HARTFORD, Conn. (AP) – Drug maker Purdue Pharma L.P. has agreed to pay $19.5 million to 26 states and the District of Columbia to settle complaints that it encouraged physicians to overprescribe its powerful painkiller OxyContin.

State attorneys general complained that the Stamford-based company urged doctors to prescribe OxyContin every eight hours instead of the 12-hour dose approved by the U.S. Food and Drug Administration.

“We’re raising the bar on off-label marketing and other promotion tactics that lead to abuse and diversion of prescription drugs,” Connecticut Attorney General Richard Blumenthal said. “Our combined state legal campaign will stop this manufacturer from promoting a powerful drug for inappropriate uses.”

Among other things, the settlement requires Purdue to abide by warnings on a packaging insert, stop marketing the drug for use in ways other than approved by the FDA, and improve internal controls.

“It has always been Purdue’s written policy that promotion of its products must adhere to FDA-approved prescribing information for those products as well as applicable laws,” the Stamford-based company said in a statement.

The company also agreed to stop basing bonuses for its sales staff solely on the volume of OxyContin prescribed.

OxyContin is a time-release painkiller that can be highly addictive. Designed to be swallowed whole and digested over 12 hours, the pills can produce a heroin-like high if crushed and then swallowed, snorted or injected.

The Bush administration’s anti-drug plan singles out OxyContin as one of the nation’s most-abused prescription drugs.

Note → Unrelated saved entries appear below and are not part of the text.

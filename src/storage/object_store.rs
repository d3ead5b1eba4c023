use std::path::Path;

use async_trait::async_trait;
use bytes::Bytes;

/// Error type for object storage operations.
#[derive(Debug, thiserror::Error)]
pub enum StorageError {
    /// The object was not found.
    #[error("object not found: {bucket}/{key}")]
    NotFound { bucket: String, key: String },

    /// An I/O error occurred reading or writing a local file.
    #[error("I/O error: {0}")]
    Io(#[from] std::io::Error),

    /// The storage service rejected or failed the request.
    #[error("storage request failed: {0}")]
    Sdk(String),

    #[error("{0}")]
    Other(String),
}

pub type Result<T> = std::result::Result<T, StorageError>;

/// One page of a key listing.
#[derive(Debug, Clone, Default, PartialEq, Eq)]
pub struct ObjectPage {
    /// Keys in this page, in the order the store returned them.
    pub keys: Vec<String>,
    /// Token for the next page, or None if the listing is complete.
    pub next_continuation_token: Option<String>,
}

/// The bucket operations used by uploads and downloads.
///
/// Credentials, retries and timeouts are the implementation's concern.
#[async_trait]
pub trait ObjectStore: Send + Sync {
    /// Upload a local file to `key`, replacing any existing object.
    async fn put_file(&self, bucket: &str, key: &str, local_path: &Path) -> Result<()>;

    /// Store `data` at `key`, replacing any existing object.
    async fn put_bytes(&self, bucket: &str, key: &str, data: Bytes) -> Result<()>;

    /// List one page of keys starting with `prefix`.
    ///
    /// Pass the previous page's `next_continuation_token` to continue.
    async fn list_objects(
        &self,
        bucket: &str,
        prefix: &str,
        continuation_token: Option<String>,
    ) -> Result<ObjectPage>;

    /// Download `key` into a local file, replacing the file if it exists.
    ///
    /// The parent directory must already exist.
    async fn get_to_file(&self, bucket: &str, key: &str, local_path: &Path) -> Result<()>;
}

/// List every key under `prefix`, following continuation tokens.
pub async fn list_all_keys(store: &dyn ObjectStore, bucket: &str, prefix: &str) -> Result<Vec<String>> {
    let mut keys = Vec::new();
    let mut continuation_token = None;

    loop {
        let page = store
            .list_objects(bucket, prefix, continuation_token.take())
            .await?;
        tracing::debug!(
            "Listed {} keys under {}/{}",
            page.keys.len(),
            bucket,
            prefix
        );
        keys.extend(page.keys);

        match page.next_continuation_token {
            Some(token) => continuation_token = Some(token),
            None => break,
        }
    }

    Ok(keys)
}
//! Shared session setup and argument parsing
//!
//! Every command runs against a [`Session`]: the loaded config, an
//! in-memory store (from a snapshot or the built-in sample data), and the
//! user the command acts as.

use std::path::Path;

use anyhow::{anyhow, bail, Context, Result};
use chrono::{Local, NaiveDate};
use spendscope_core::store::SAMPLE_USER;
use spendscope_core::{
    CategoryRegistry, Config, Expense, ExpenseStore, MemoryStore, TimePeriod, UserProfile,
};
use tracing::debug;

pub struct Session {
    pub store: MemoryStore,
    pub config: Config,
    pub user: UserProfile,
    /// Print JSON instead of formatted text
    pub json: bool,
}

impl Session {
    /// Session over an existing store
    pub fn new(store: MemoryStore, config: Config, user_email: &str, json: bool) -> Result<Self> {
        let user = store
            .find_user_by_email(user_email)
            .ok_or_else(|| anyhow!("User not found: {}", user_email))?;
        Ok(Self {
            store,
            config,
            user,
            json,
        })
    }

    /// My expenses, or the household's when `partner` is set
    pub async fn expenses(&self, partner: bool) -> Result<Vec<Expense>> {
        self.store
            .expenses_for(self.user.id, partner)
            .await
            .context("Failed to load expenses")
    }

    /// Categories visible to me (and my partner's when `partner` is set)
    pub fn registry(&self, partner: bool) -> Result<CategoryRegistry> {
        self.store
            .household_registry(self.user.id, partner)
            .context("Failed to load categories")
    }

    pub fn partner(&self) -> Result<Option<UserProfile>> {
        Ok(self.store.partner_of(self.user.id)?)
    }
}

/// Load config and data, and resolve the acting user
pub fn open_session(
    data: Option<&Path>,
    user: Option<&str>,
    config_path: Option<&Path>,
    json: bool,
) -> Result<Session> {
    let config = match config_path {
        Some(path) => Config::load_from(Some(path)),
        None => Config::load(),
    }
    .context("Failed to load config")?;

    let store = match data {
        Some(path) => MemoryStore::load(path, &config.categories)
            .with_context(|| format!("Failed to load data from {}", path.display()))?,
        None => {
            debug!("No --data given, using built-in sample data");
            MemoryStore::with_sample_data(Local::now().date_naive(), &config.categories)
                .context("Failed to build sample data")?
        }
    };

    let email = match (user, data) {
        (Some(email), _) => email.to_string(),
        (None, None) => SAMPLE_USER.to_string(),
        // A snapshot without --user: act as its only (or first) user
        (None, Some(_)) => store
            .list_users()
            .first()
            .map(|u| u.email.clone())
            .ok_or_else(|| anyhow!("Snapshot contains no users"))?,
    };

    Session::new(store, config, &email, json)
}

pub fn parse_period(period: &str) -> Result<TimePeriod> {
    period.parse().map_err(|e: String| anyhow!(e))
}

/// Parse a `--date` argument (today when absent)
pub fn parse_date(date: Option<&str>) -> Result<NaiveDate> {
    match date {
        Some(s) => match NaiveDate::parse_from_str(s, "%Y-%m-%d") {
            Ok(d) => Ok(d),
            Err(_) => bail!("Invalid date '{}'. Use YYYY-MM-DD", s),
        },
        None => Ok(Local::now().date_naive()),
    }
}
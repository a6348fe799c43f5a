//! Spendscope Core Library
//!
//! Shared functionality for the spendscope expense dashboard:
//! - Domain models and calendar period math
//! - Category registry with a fallback bucket
//! - Aggregation engine (totals, averages, breakdowns, trends)
//! - Partner comparison
//! - Insight selection and pluggable text-generation backends
//! - In-memory expense store with partner invites
//! - Gmail receipt extraction
//! - TOML configuration

pub mod aggregate;
pub mod ai;
pub mod compare;
pub mod config;
pub mod error;
pub mod import;
pub mod insights;
pub mod models;
pub mod period;
pub mod registry;
pub mod store;
pub mod view;

/// Expense builders and a seeded store for tests
#[cfg(any(test, feature = "test-utils"))]
pub mod test_utils;

pub use aggregate::{dashboard_stats, DashboardOptions};
pub use ai::{AIClient, InsightBackend, MockBackend, OpenAICompatibleBackend};
pub use compare::{compare, compare_expenses, Comparison, PartnerComparison};
pub use config::Config;
pub use error::{Error, Result};
pub use import::{import_messages, EmailMessage, ExpenseExtractor, GmailMessage, ImportSummary};
pub use insights::{
    categorize_expense, Audience, InsightInput, InsightReport, InsightService, ReportStatus,
};
pub use models::{
    Category, DashboardStats, Expense, ExpenseSource, Money, NewExpense, TimePeriod, UserProfile,
};
pub use period::DateWindow;
pub use registry::{builtin_categories, CategoryRegistry, CategorySpec, FALLBACK_CATEGORY};
pub use store::{ExpenseQuery, ExpenseStore, MemoryStore};
pub use view::{Ticket, ViewLoader};
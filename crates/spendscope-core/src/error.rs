//! Error types for spendscope

use thiserror::Error;

#[derive(Error, Debug)]
pub enum Error {
    #[error("Validation error: {0}")]
    Validation(String),

    #[error("Not found: {0}")]
    NotFound(String),

    #[error("Forbidden: {0}")]
    Forbidden(String),

    #[error("Conflict: {0}")]
    Conflict(String),

    #[error("Configuration error: {0}")]
    Config(String),

    #[error("IO error: {0}")]
    Io(#[from] std::io::Error),

    #[error("HTTP request error: {0}")]
    Http(#[from] reqwest::Error),

    #[error("JSON error: {0}")]
    Json(#[from] serde_json::Error),

    #[error("TOML error: {0}")]
    Toml(#[from] toml::de::Error),

    #[error("Regex error: {0}")]
    Regex(#[from] regex::Error),

    #[error("Import error: {0}")]
    Import(String),

    #[error("Insight backend error: {0}")]
    Backend(String),

    #[error("Timed out after {0} seconds")]
    Timeout(u64),
}

pub type Result<T> = std::result::Result<T, Error>;
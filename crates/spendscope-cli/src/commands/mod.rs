//! CLI command implementations
//!
//! Commands are organized by domain:
//! - `core` - Shared session setup (config, store, acting user) and argument parsing
//! - `dashboard` - Dashboard, category breakdown, and monthly trend
//! - `expenses` - Recent expense listing
//! - `compare` - Partner comparison
//! - `insights` - Insight reports (templated or generated)
//! - `import` - Receipt email import
//! - `serve` - Web server command

pub mod compare;
pub mod core;
pub mod dashboard;
pub mod expenses;
pub mod import;
pub mod insights;
pub mod serve;

// Re-export command functions for main.rs
pub use compare::*;
pub use core::*;
pub use dashboard::*;
pub use expenses::*;
pub use import::*;
pub use insights::*;
pub use serve::*;

/// Truncate a string to a maximum length, adding "..." if truncated
pub fn truncate(s: &str, max: usize) -> String {
    if s.chars().count() <= max {
        s.to_string()
    } else {
        let kept: String = s.chars().take(max.saturating_sub(3)).collect();
        format!("{}...", kept)
    }
}

/// Horizontal bar proportional to `percentage` (0-100)
pub fn bar(percentage: f64, width: usize) -> String {
    let filled = ((percentage.clamp(0.0, 100.0) / 100.0) * width as f64).round() as usize;
    format!("{}{}", "█".repeat(filled), "░".repeat(width - filled))
}

/// Print a value as pretty JSON
pub fn print_json<T: serde::Serialize>(value: &T) -> anyhow::Result<()> {
    println!("{}", serde_json::to_string_pretty(value)?);
    Ok(())
}
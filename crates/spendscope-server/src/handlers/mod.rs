//! HTTP request handlers organized by domain
//!
//! Each submodule contains handlers for a specific API area.

pub mod analysis;
pub mod categories;
pub mod expenses;
pub mod gmail;
pub mod health;
pub mod partners;
pub mod users;

// Re-export all handlers for use in router
pub use analysis::*;
pub use categories::*;
pub use expenses::*;
pub use gmail::*;
pub use health::*;
pub use partners::*;
pub use users::*;

use chrono::{Local, NaiveDate};
use serde::Deserialize;
use uuid::Uuid;

use spendscope_core::TimePeriod;

use crate::AppError;

/// The acting user, passed as `?user_id=`
#[derive(Debug, Deserialize)]
pub struct UserQuery {
    pub user_id: Uuid,
}

/// Parse a `timeframe` parameter (month when absent)
pub(crate) fn parse_timeframe(timeframe: Option<&str>) -> Result<TimePeriod, AppError> {
    match timeframe {
        Some(s) => s.parse().map_err(|e: String| AppError::bad_request(&e)),
        None => Ok(TimePeriod::Month),
    }
}

/// Reference date for windowed queries (today when absent)
pub(crate) fn reference_or_today(date: Option<NaiveDate>) -> NaiveDate {
    date.unwrap_or_else(|| Local::now().date_naive())
}
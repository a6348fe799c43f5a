//! Calendar window math
//!
//! Every period is calendar aligned: a week runs Monday through Sunday (ISO),
//! a quarter is Jan-Mar / Apr-Jun / Jul-Sep / Oct-Dec. Windows are inclusive
//! on both ends and always contain at least one day.

use chrono::{Datelike, Duration, NaiveDate};
use serde::{Deserialize, Serialize};

use crate::models::TimePeriod;

/// An inclusive date range
#[derive(Debug, Clone, Copy, PartialEq, Eq, Serialize, Deserialize)]
pub struct DateWindow {
    pub start: NaiveDate,
    pub end: NaiveDate,
}

impl DateWindow {
    pub fn contains(&self, date: NaiveDate) -> bool {
        date >= self.start && date <= self.end
    }

    /// Number of calendar days in the window
    pub fn days(&self) -> i64 {
        (self.end - self.start).num_days() + 1
    }
}

impl TimePeriod {
    /// The calendar window of this period that contains `reference`
    pub fn window(&self, reference: NaiveDate) -> DateWindow {
        match self {
            TimePeriod::Week => {
                let start = week_start(reference);
                DateWindow {
                    start,
                    end: start + Duration::days(6),
                }
            }
            TimePeriod::Month => {
                let start = month_start(reference);
                DateWindow {
                    start,
                    end: next_month_start(start) - Duration::days(1),
                }
            }
            TimePeriod::Quarter => {
                let mut start = month_start(reference);
                for _ in 0..(reference.month0() % 3) {
                    start = previous_month_start(start);
                }
                let mut after = start;
                for _ in 0..3 {
                    after = next_month_start(after);
                }
                DateWindow {
                    start,
                    end: after - Duration::days(1),
                }
            }
            TimePeriod::Year => {
                let start = reference - Duration::days(i64::from(reference.ordinal0()));
                let length = if is_leap_year(reference.year()) { 366 } else { 365 };
                DateWindow {
                    start,
                    end: start + Duration::days(length - 1),
                }
            }
        }
    }
}

/// Monday of the ISO week containing `date`
///
/// Clamped to the earliest representable date at the calendar's lower limit.
pub fn week_start(date: NaiveDate) -> NaiveDate {
    date.checked_sub_signed(Duration::days(i64::from(date.weekday().num_days_from_monday())))
        .unwrap_or(NaiveDate::MIN)
}

/// First day of the month containing `date`
pub fn month_start(date: NaiveDate) -> NaiveDate {
    date - Duration::days(i64::from(date.day0()))
}

/// First day of the month after the one containing `date`
pub fn next_month_start(date: NaiveDate) -> NaiveDate {
    let start = month_start(date);
    start + Duration::days(i64::from(days_in_month(start.year(), start.month())))
}

/// First day of the month before the one containing `date`
pub fn previous_month_start(date: NaiveDate) -> NaiveDate {
    month_start(month_start(date) - Duration::days(1))
}

pub fn days_in_month(year: i32, month: u32) -> u32 {
    match month {
        1 | 3 | 5 | 7 | 8 | 10 | 12 => 31,
        4 | 6 | 9 | 11 => 30,
        _ if is_leap_year(year) => 29,
        _ => 28,
    }
}

pub fn is_leap_year(year: i32) -> bool {
    (year % 4 == 0 && year % 100 != 0) || year % 400 == 0
}

#[cfg(test)]
mod tests {
    use super::*;

    fn date(y: i32, m: u32, d: u32) -> NaiveDate {
        NaiveDate::from_ymd_opt(y, m, d).unwrap()
    }

    #[test]
    fn test_month_window() {
        let window = TimePeriod::Month.window(date(2025, 2, 15));
        assert_eq!(window.start, date(2025, 2, 1));
        assert_eq!(window.end, date(2025, 2, 28));
        assert_eq!(window.days(), 28);

        let leap = TimePeriod::Month.window(date(2024, 2, 29));
        assert_eq!(leap.days(), 29);

        let december = TimePeriod::Month.window(date(2024, 12, 31));
        assert_eq!(december.start, date(2024, 12, 1));
        assert_eq!(december.end, date(2024, 12, 31));
    }

    #[test]
    fn test_week_window_is_monday_to_sunday() {
        // 2025-02-15 is a Saturday
        let window = TimePeriod::Week.window(date(2025, 2, 15));
        assert_eq!(window.start, date(2025, 2, 10));
        assert_eq!(window.end, date(2025, 2, 16));
        assert_eq!(window.days(), 7);

        // Windows may straddle a year boundary
        let window = TimePeriod::Week.window(date(2025, 1, 1));
        assert_eq!(window.start, date(2024, 12, 30));
    }

    #[test]
    fn test_quarter_window() {
        let q1 = TimePeriod::Quarter.window(date(2025, 2, 15));
        assert_eq!(q1.start, date(2025, 1, 1));
        assert_eq!(q1.end, date(2025, 3, 31));
        assert_eq!(q1.days(), 90);

        let q4 = TimePeriod::Quarter.window(date(2025, 12, 31));
        assert_eq!(q4.start, date(2025, 10, 1));
        assert_eq!(q4.end, date(2025, 12, 31));
        assert_eq!(q4.days(), 92);
    }

    #[test]
    fn test_year_window() {
        let y = TimePeriod::Year.window(date(2024, 7, 4));
        assert_eq!(y.start, date(2024, 1, 1));
        assert_eq!(y.end, date(2024, 12, 31));
        assert_eq!(y.days(), 366);
        assert_eq!(TimePeriod::Year.window(date(2025, 1, 1)).days(), 365);
    }

    #[test]
    fn test_month_navigation() {
        assert_eq!(previous_month_start(date(2025, 1, 20)), date(2024, 12, 1));
        assert_eq!(next_month_start(date(2024, 12, 20)), date(2025, 1, 1));
        assert_eq!(days_in_month(1900, 2), 28);
        assert_eq!(days_in_month(2000, 2), 29);
    }
}
//! Core types for insight generation

use std::fmt;

use chrono::NaiveDate;
use serde::{Deserialize, Serialize};

use crate::aggregate::{
    average_transaction, category_totals, filter_by_period, monthly_trend, total_spent,
    weekly_trend,
};
use crate::models::{CategoryTotal, Expense, Money, MonthlyTotal, TimePeriod, WeeklyTotal};
use crate::registry::CategoryRegistry;

/// Whose spending an analysis describes
#[derive(Debug, Clone, Copy, PartialEq, Eq, Default, Serialize, Deserialize)]
#[serde(rename_all = "snake_case")]
pub enum Audience {
    #[default]
    Individual,
    /// Both partners' expenses merged
    Household,
}

impl Audience {
    /// Phrase used in prompts
    pub fn describe(&self) -> &'static str {
        match self {
            Audience::Individual => "an individual",
            Audience::Household => "a household (two partners)",
        }
    }
}

/// Sizes of the trend series fed into an analysis
#[derive(Debug, Clone, Copy, PartialEq, Eq)]
pub struct InsightWindow {
    pub trend_months: usize,
    pub trend_weeks: usize,
}

impl Default for InsightWindow {
    fn default() -> Self {
        Self {
            trend_months: 6,
            trend_weeks: 12,
        }
    }
}

/// Aggregated facts an insight may draw on
///
/// Holds no raw expenses: every number an insight states comes from here.
#[derive(Debug, Clone, PartialEq, Serialize, Deserialize)]
pub struct InsightInput {
    pub period: TimePeriod,
    pub reference_date: NaiveDate,
    pub audience: Audience,
    pub total: Money,
    pub transaction_count: usize,
    pub average_daily: Money,
    pub average_transaction: Money,
    /// Largest first
    pub categories: Vec<CategoryTotal>,
    /// Oldest first
    pub monthly_trend: Vec<MonthlyTotal>,
    /// Oldest first
    pub weekly_trend: Vec<WeeklyTotal>,
}

impl InsightInput {
    /// Aggregate `expenses` over the `period` window containing `reference`
    pub fn from_expenses(
        expenses: &[Expense],
        registry: &CategoryRegistry,
        period: TimePeriod,
        reference: NaiveDate,
        audience: Audience,
        window: InsightWindow,
    ) -> Self {
        let in_period = filter_by_period(expenses, period, reference);
        let total = total_spent(in_period.iter().copied());

        Self {
            period,
            reference_date: reference,
            audience,
            total,
            transaction_count: in_period.len(),
            average_daily: total.div_round(period.window(reference).days()),
            average_transaction: average_transaction(in_period.iter().copied()),
            categories: category_totals(in_period.iter().copied(), registry),
            monthly_trend: monthly_trend(expenses, window.trend_months, reference),
            weekly_trend: weekly_trend(expenses, window.trend_weeks, reference),
        }
    }

    pub fn is_empty(&self) -> bool {
        self.transaction_count == 0
    }

    /// Percentage change between the last two weeks, if the earlier one had spending
    pub fn week_over_week_change(&self) -> Option<f64> {
        change_between(self.weekly_trend.iter().map(|w| w.amount))
    }

    /// Percentage change between the last two months, if the earlier one had spending
    pub fn month_over_month_change(&self) -> Option<f64> {
        change_between(self.monthly_trend.iter().map(|m| m.amount))
    }
}

fn change_between(series: impl DoubleEndedIterator<Item = Money>) -> Option<f64> {
    let mut rev = series.rev();
    let recent = rev.next()?;
    let previous = rev.next()?;
    if previous.is_zero() {
        return None;
    }
    Some((recent - previous).percent_of(previous))
}

/// How a report's text was produced
#[derive(Debug, Clone, Copy, PartialEq, Eq, Serialize, Deserialize)]
#[serde(rename_all = "snake_case")]
pub enum ReportStatus {
    /// Text came from the generation backend
    Generated,
    /// Text came from the fixed template set
    Templated,
    /// There was nothing to analyze
    Empty,
    /// The backend failed or timed out
    Unavailable,
}

impl ReportStatus {
    pub fn as_str(&self) -> &'static str {
        match self {
            ReportStatus::Generated => "generated",
            ReportStatus::Templated => "templated",
            ReportStatus::Empty => "empty",
            ReportStatus::Unavailable => "unavailable",
        }
    }
}

impl fmt::Display for ReportStatus {
    fn fmt(&self, f: &mut fmt::Formatter<'_>) -> fmt::Result {
        write!(f, "{}", self.as_str())
    }
}

/// Analysis shown on the insights view
#[derive(Debug, Clone, PartialEq, Serialize, Deserialize)]
pub struct InsightReport {
    pub status: ReportStatus,
    pub summary: String,
    pub insights: Vec<String>,
    pub recommendations: Vec<String>,
    /// Deterministic breakdown, present in every state
    pub spending_by_category: Vec<CategoryTotal>,
    pub trends: Vec<WeeklyTotal>,
}

/// Sections parsed from a generated response
#[derive(Debug, Clone, Default, PartialEq, Eq)]
pub struct ParsedAnalysis {
    pub summary: String,
    pub insights: Vec<String>,
    pub recommendations: Vec<String>,
}

impl ParsedAnalysis {
    pub fn is_empty(&self) -> bool {
        self.summary.is_empty() && self.insights.is_empty() && self.recommendations.is_empty()
    }
}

Tuesday’s settlement also resolves allegations that Purdue Pharma failed to fully disclose the abuse risks of Oxycontin, Blumenthal said.

The other states taking part in the settlement are Arizona, Arkansas, California, Idaho, Illinois, Kentucky, Louisiana, Maine, Maryland, Massachusetts, Montana, Nebraska, Nevada, New Mexico, North Carolina, Ohio, Oregon, Pennsylvania, South Carolina, Tennessee, Texas, Vermont, Virginia, Washington and Wisconsin.

“Some medicines can do more harm than good when used the wrong way,” said North Carolina Attorney General Roy Cooper. “Drug makers need to give doctors and patients accurate information about their drugs or expect to face the consequences.”

Connecticut will receive $719,500 in the settlement, and $100,000 will be used to create a state program to track prescription patterns, and help identify abuse, Blumenthal said.